_TASK DESCRIPTION_:
Although the data below holds other lines too, output only those from the line with "user-supplied search parameters." up to and including the line with "and an object", exactly as they appear.

Saved data entries

━━━━━━━━━━━━━━━━━━━━

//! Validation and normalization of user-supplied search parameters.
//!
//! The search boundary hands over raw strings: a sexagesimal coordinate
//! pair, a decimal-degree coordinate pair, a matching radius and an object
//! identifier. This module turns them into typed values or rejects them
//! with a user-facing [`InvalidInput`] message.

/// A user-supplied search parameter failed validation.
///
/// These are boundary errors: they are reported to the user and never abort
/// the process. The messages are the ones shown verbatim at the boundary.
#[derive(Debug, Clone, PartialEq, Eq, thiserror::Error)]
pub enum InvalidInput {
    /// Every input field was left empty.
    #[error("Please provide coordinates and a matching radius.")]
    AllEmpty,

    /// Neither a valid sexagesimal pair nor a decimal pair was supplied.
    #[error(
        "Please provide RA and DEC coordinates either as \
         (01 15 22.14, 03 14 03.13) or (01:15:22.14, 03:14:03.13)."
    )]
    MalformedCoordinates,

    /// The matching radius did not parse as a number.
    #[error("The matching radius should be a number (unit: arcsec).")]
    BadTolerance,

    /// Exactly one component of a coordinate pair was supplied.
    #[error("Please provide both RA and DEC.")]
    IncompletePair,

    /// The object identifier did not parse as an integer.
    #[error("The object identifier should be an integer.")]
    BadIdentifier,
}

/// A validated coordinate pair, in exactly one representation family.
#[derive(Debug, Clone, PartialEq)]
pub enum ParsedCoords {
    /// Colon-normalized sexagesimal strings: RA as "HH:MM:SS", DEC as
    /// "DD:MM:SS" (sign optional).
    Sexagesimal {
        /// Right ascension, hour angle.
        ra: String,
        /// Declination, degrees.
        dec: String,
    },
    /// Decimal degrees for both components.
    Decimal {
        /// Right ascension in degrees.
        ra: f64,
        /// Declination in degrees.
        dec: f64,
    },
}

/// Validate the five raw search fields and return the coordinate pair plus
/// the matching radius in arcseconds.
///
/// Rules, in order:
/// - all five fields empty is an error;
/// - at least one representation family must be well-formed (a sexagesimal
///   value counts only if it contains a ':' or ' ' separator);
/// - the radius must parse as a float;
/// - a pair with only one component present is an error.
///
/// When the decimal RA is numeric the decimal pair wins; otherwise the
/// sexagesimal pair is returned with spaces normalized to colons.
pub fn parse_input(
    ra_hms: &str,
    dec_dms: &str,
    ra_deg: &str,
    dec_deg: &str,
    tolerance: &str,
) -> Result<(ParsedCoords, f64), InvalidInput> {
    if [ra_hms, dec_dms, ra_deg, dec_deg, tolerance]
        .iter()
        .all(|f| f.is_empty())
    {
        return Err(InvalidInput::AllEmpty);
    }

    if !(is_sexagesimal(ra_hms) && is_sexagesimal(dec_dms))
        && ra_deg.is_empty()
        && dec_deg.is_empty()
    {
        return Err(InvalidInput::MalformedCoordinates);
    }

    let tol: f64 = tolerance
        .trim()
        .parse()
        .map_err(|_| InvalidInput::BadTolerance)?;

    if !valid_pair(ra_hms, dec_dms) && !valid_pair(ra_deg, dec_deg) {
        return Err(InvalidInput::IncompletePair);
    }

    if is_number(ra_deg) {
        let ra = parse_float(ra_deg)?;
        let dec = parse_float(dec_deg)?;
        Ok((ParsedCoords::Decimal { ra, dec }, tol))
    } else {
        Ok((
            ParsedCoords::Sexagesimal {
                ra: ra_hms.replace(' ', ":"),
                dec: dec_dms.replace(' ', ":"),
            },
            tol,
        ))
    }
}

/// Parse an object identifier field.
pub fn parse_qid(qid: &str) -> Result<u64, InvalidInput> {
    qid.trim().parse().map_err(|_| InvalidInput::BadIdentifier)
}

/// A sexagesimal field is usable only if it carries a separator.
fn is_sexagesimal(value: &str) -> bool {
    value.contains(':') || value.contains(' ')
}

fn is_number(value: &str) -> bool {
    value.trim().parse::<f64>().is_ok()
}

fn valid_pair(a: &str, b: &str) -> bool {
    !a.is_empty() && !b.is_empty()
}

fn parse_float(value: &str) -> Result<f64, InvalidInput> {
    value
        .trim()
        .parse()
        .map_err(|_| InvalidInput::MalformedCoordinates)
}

━━━━━━━━━━━━━━━━━━━━

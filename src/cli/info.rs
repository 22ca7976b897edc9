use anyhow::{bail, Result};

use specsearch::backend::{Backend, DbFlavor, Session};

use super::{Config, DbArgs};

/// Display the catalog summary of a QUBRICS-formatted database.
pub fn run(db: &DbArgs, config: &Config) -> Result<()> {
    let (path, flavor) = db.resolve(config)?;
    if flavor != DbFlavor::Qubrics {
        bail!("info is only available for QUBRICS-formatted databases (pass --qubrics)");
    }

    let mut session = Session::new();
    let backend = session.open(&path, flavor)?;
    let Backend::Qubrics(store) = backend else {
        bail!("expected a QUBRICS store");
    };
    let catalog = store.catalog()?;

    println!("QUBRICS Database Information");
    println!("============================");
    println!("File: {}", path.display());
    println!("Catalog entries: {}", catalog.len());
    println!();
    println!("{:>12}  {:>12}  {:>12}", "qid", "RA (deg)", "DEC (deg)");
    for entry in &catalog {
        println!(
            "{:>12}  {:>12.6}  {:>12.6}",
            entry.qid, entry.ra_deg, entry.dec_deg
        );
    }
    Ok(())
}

━━━━━━━━━━━━━━━━━━━━

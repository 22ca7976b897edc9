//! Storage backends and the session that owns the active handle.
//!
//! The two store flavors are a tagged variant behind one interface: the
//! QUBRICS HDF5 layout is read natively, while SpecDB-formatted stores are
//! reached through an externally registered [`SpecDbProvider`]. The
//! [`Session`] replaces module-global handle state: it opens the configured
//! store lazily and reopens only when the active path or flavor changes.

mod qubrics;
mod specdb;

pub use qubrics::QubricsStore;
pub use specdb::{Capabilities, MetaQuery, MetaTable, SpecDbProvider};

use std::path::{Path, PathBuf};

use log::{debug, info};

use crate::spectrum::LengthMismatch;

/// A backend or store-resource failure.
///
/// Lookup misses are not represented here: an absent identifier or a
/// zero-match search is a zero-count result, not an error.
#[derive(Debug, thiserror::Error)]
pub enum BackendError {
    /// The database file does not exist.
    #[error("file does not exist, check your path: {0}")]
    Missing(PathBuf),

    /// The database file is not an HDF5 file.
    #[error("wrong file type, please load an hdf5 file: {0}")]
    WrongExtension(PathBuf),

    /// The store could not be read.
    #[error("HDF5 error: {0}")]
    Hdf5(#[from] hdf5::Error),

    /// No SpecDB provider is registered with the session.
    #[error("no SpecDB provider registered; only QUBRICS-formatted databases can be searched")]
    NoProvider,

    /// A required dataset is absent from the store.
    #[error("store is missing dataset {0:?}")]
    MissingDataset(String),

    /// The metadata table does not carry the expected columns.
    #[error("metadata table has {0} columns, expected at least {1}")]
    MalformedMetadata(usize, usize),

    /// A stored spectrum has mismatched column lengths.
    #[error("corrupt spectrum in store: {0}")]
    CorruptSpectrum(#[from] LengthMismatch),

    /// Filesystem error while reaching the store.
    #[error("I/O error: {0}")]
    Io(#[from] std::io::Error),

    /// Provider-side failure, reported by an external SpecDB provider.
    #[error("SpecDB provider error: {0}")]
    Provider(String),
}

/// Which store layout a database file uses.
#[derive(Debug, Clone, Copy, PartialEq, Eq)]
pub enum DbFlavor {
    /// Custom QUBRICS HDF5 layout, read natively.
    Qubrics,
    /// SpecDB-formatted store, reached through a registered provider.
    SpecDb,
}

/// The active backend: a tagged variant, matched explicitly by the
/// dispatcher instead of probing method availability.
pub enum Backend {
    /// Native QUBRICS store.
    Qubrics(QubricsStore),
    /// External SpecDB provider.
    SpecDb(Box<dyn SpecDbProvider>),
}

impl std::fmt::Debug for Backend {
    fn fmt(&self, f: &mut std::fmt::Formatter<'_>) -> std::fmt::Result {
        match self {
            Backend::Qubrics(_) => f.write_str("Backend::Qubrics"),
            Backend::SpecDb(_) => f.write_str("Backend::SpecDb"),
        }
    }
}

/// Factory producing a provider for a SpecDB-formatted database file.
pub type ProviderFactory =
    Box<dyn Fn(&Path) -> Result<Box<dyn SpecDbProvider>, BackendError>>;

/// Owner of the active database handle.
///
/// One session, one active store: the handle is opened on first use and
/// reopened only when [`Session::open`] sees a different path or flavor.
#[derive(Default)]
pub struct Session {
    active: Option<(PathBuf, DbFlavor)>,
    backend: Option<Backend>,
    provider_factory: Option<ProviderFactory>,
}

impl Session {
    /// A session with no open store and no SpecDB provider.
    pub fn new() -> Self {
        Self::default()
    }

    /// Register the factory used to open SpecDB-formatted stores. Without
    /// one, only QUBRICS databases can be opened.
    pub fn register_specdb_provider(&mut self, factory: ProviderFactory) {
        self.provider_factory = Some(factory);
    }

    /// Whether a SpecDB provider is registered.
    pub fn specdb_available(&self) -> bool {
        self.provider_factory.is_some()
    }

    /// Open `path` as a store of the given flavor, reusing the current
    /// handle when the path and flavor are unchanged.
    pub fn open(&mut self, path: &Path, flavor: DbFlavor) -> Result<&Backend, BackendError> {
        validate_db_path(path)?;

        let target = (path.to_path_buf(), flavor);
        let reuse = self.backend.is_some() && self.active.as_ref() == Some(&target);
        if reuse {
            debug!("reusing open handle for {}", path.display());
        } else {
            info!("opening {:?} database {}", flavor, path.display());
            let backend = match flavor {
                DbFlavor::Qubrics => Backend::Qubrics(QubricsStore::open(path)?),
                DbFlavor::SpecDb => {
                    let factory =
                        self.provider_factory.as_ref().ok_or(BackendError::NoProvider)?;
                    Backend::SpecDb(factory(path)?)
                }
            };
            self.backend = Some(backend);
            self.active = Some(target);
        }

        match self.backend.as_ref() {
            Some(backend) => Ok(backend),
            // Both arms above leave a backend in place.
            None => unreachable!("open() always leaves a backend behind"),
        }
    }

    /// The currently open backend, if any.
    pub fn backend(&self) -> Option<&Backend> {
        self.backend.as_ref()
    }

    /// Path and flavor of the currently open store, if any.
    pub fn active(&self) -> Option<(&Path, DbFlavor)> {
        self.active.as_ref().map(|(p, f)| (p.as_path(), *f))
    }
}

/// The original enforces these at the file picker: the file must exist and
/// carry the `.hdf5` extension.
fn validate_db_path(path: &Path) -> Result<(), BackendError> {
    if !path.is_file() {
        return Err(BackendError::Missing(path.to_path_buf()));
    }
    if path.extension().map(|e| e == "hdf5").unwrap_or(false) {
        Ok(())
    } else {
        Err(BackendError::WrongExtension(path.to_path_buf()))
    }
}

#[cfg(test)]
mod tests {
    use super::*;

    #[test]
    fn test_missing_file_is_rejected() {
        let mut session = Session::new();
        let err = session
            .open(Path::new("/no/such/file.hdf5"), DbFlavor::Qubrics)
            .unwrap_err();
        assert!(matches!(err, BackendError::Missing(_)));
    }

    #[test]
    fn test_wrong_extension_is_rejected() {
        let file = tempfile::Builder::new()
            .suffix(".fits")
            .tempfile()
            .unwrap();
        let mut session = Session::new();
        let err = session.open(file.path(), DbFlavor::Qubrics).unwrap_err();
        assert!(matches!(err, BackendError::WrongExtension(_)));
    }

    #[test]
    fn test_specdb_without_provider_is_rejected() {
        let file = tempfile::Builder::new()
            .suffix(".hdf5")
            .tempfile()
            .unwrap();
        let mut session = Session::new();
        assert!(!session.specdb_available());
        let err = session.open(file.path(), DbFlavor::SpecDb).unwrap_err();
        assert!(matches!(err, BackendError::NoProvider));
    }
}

━━━━━━━━━━━━━━━━━━━━

_OUTPUT FOR THIS EXERCISE_:
//! Validation and normalization of user-supplied search parameters.
//!
//! The search boundary hands over raw strings: a sexagesimal coordinate
//! pair, a decimal-degree coordinate pair, a matching radius and an object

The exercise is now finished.